_YOUR OBJECTIVE_
Which lines in the data below contain the word "ViewMode"? Return each of them.

------------------------------------------------

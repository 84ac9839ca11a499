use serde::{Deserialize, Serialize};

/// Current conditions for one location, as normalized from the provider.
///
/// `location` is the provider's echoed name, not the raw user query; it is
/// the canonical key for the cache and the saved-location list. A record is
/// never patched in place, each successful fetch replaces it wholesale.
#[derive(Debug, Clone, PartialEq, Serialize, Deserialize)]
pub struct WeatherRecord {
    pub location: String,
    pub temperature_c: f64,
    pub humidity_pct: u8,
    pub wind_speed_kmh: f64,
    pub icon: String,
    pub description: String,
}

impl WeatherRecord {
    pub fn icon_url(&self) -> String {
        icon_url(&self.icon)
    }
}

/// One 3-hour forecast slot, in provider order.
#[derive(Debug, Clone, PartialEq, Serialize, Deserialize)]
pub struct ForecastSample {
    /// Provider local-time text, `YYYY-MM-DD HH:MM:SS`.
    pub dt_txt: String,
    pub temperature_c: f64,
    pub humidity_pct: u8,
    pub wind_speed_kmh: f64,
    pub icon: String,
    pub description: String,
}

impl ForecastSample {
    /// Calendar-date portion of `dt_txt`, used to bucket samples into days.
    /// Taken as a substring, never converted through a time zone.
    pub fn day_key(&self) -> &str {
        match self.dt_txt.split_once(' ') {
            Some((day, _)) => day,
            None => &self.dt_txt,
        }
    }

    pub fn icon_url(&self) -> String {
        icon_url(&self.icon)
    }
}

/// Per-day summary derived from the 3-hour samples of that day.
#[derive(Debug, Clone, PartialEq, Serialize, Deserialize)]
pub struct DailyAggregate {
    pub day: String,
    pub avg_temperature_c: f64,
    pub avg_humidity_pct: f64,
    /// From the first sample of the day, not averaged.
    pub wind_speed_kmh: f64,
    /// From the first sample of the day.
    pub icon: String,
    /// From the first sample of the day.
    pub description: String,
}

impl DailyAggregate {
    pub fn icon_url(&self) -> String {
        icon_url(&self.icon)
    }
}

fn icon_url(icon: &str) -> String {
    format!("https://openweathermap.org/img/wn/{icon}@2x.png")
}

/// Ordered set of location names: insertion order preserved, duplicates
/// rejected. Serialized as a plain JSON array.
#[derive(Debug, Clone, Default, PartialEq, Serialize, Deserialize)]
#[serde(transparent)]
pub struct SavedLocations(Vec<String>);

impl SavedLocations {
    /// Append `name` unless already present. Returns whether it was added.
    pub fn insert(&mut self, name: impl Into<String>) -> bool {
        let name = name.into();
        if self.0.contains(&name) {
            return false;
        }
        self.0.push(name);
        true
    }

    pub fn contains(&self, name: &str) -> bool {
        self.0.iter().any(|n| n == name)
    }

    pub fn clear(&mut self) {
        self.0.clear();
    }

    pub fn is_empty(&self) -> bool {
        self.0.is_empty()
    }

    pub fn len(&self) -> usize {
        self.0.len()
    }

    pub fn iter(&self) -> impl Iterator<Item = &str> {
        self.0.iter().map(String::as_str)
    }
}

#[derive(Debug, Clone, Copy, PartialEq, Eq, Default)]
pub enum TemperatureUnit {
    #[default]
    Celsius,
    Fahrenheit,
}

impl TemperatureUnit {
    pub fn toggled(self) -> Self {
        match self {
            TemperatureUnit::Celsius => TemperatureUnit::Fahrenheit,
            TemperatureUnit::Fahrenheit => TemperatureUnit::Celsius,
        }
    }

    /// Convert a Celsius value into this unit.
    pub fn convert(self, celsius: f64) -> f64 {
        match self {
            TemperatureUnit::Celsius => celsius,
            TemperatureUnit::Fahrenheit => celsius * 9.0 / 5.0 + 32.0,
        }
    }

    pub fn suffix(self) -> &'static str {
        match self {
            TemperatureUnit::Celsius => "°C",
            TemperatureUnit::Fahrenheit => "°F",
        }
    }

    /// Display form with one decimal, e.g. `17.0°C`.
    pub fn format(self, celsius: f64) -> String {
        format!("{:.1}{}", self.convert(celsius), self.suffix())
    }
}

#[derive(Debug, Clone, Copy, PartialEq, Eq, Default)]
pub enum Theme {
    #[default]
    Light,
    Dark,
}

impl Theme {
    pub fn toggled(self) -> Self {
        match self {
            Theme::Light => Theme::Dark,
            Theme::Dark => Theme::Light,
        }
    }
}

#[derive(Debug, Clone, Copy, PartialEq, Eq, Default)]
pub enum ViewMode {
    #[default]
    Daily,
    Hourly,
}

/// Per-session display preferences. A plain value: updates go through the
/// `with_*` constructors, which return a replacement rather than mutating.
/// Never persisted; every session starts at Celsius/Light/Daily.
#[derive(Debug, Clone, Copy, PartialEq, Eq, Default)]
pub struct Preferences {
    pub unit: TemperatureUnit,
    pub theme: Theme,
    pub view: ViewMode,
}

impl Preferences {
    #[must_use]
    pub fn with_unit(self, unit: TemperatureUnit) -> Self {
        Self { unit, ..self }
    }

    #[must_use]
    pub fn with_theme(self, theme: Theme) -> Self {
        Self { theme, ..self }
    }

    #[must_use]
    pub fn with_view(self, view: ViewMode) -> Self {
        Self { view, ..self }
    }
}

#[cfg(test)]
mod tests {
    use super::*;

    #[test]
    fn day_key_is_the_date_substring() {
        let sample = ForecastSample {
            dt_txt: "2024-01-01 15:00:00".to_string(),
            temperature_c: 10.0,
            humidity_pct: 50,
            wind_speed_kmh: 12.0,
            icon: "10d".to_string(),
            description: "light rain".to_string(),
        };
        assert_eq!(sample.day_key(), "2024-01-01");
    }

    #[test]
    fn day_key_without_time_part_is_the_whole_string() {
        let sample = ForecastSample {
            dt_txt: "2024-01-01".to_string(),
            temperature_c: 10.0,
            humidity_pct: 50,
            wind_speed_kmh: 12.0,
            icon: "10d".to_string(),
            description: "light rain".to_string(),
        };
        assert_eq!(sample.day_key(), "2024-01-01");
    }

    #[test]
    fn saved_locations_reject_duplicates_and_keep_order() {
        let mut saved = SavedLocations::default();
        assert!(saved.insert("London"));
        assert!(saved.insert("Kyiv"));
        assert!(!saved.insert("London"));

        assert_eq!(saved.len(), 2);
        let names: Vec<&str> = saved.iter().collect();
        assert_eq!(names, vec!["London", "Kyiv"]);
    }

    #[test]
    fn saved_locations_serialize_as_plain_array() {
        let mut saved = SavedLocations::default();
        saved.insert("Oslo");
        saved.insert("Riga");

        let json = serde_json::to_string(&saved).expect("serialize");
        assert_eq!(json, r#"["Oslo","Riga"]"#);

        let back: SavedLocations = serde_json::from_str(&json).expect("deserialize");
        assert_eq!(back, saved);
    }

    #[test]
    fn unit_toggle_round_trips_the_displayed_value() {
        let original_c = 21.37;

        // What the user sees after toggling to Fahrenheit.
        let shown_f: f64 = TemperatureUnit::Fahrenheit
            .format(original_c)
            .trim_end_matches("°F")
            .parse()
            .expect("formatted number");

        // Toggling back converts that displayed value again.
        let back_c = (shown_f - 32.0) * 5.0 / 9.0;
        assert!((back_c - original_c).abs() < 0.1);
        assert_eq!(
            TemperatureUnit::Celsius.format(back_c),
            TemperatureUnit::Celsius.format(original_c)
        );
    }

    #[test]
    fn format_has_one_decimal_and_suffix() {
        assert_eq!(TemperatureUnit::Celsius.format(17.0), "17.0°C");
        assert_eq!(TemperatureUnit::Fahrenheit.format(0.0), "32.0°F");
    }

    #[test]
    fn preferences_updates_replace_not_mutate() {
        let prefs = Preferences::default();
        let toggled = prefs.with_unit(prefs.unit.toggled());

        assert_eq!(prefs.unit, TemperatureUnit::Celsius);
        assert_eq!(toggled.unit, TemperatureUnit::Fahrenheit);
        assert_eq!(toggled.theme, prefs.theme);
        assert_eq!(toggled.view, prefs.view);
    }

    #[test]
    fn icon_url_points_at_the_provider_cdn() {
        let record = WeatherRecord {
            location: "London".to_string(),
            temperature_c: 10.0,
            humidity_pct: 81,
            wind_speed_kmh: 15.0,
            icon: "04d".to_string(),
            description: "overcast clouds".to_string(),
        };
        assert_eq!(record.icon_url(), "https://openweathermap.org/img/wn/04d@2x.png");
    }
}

------------------------------------------------

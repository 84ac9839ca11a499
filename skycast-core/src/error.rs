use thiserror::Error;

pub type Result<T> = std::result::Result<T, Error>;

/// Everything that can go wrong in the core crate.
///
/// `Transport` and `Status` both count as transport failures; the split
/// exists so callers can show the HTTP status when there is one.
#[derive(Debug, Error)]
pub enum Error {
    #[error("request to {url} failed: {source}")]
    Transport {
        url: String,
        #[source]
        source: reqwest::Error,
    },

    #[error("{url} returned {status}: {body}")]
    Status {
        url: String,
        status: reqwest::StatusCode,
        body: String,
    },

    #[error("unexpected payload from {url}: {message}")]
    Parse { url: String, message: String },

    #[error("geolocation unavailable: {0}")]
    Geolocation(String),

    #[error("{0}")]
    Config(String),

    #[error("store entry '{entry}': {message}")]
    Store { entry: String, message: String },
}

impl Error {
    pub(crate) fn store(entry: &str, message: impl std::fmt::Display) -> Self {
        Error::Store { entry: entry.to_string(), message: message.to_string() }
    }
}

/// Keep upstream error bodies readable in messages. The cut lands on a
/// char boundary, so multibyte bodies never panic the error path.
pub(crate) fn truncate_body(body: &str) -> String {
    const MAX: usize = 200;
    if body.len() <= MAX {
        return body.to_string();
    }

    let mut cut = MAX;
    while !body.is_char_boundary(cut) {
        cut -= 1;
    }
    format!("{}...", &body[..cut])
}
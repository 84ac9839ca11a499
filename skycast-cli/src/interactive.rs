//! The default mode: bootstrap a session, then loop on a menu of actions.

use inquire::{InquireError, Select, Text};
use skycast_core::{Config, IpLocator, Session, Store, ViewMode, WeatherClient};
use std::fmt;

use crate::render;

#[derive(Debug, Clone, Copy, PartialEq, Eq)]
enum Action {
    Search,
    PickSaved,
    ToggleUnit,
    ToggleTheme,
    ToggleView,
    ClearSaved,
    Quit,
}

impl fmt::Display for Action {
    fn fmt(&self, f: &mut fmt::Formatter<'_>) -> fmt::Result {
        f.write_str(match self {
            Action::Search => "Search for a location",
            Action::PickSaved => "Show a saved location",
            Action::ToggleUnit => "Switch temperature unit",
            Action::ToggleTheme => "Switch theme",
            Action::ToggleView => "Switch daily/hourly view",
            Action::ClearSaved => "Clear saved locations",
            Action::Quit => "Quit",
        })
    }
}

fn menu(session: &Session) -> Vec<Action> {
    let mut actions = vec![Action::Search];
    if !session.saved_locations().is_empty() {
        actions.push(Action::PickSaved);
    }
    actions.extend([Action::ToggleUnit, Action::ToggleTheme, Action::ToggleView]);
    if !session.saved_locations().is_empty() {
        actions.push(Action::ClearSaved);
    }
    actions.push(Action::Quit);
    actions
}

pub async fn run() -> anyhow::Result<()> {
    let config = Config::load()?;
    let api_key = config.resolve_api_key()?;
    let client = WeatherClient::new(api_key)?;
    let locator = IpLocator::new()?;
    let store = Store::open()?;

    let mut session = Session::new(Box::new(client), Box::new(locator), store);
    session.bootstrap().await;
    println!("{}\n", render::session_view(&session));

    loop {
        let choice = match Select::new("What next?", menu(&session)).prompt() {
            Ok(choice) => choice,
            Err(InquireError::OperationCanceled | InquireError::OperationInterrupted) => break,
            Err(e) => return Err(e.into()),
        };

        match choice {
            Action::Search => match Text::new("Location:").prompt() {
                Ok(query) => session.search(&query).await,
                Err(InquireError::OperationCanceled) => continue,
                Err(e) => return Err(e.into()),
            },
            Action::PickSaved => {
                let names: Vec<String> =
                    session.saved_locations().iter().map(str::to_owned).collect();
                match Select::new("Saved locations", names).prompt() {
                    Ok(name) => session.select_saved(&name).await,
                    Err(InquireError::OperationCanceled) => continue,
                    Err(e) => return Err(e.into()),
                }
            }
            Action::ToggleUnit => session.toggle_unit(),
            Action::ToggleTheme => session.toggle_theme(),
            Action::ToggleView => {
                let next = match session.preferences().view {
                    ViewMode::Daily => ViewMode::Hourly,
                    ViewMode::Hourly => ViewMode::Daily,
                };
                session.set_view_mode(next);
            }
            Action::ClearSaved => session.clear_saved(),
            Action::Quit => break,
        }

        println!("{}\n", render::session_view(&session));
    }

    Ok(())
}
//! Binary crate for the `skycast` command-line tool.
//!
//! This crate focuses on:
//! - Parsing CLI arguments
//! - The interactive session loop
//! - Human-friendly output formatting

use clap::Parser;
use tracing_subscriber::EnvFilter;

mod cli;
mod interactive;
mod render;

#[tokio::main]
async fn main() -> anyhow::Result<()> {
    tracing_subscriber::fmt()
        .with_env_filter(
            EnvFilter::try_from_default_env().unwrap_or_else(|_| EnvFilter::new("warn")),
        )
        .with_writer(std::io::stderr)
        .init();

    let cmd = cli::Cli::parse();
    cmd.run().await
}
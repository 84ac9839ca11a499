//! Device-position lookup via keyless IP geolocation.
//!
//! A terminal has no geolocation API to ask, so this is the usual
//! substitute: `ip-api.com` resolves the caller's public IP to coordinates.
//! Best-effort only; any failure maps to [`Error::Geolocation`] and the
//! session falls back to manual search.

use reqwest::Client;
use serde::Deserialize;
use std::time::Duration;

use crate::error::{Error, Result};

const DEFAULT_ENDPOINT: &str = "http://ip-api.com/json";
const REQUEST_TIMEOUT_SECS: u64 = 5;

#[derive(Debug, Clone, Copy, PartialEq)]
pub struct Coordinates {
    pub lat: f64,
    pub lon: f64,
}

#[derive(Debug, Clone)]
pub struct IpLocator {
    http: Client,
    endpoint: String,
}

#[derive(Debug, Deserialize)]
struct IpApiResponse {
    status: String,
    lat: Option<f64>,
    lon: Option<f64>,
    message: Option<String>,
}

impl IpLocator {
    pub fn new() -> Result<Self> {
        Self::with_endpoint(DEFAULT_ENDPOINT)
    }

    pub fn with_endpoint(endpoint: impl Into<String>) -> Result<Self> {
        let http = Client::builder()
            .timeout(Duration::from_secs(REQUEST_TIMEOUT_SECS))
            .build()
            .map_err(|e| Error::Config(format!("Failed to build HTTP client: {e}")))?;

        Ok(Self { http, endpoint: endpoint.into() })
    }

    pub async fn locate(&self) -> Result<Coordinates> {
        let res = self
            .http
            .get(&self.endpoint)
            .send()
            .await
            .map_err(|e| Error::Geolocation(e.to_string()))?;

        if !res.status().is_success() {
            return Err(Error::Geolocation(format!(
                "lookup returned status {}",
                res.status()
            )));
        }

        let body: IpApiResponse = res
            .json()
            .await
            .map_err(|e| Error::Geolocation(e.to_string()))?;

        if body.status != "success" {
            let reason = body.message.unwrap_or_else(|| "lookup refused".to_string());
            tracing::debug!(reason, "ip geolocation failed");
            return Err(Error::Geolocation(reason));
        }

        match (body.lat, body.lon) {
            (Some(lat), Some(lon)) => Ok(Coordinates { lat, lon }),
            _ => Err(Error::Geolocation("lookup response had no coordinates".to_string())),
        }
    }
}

------------------------------------------------

_WRITTEN SOLUTION_
pub enum ViewMode {
    pub view: ViewMode,
    pub fn with_view(self, view: ViewMode) -> Self {
use skycast_core::{Config, IpLocator, Session, Store, ViewMode, WeatherClient};
                    ViewMode::Daily => ViewMode::Hourly,
                    ViewMode::Hourly => ViewMode::Daily,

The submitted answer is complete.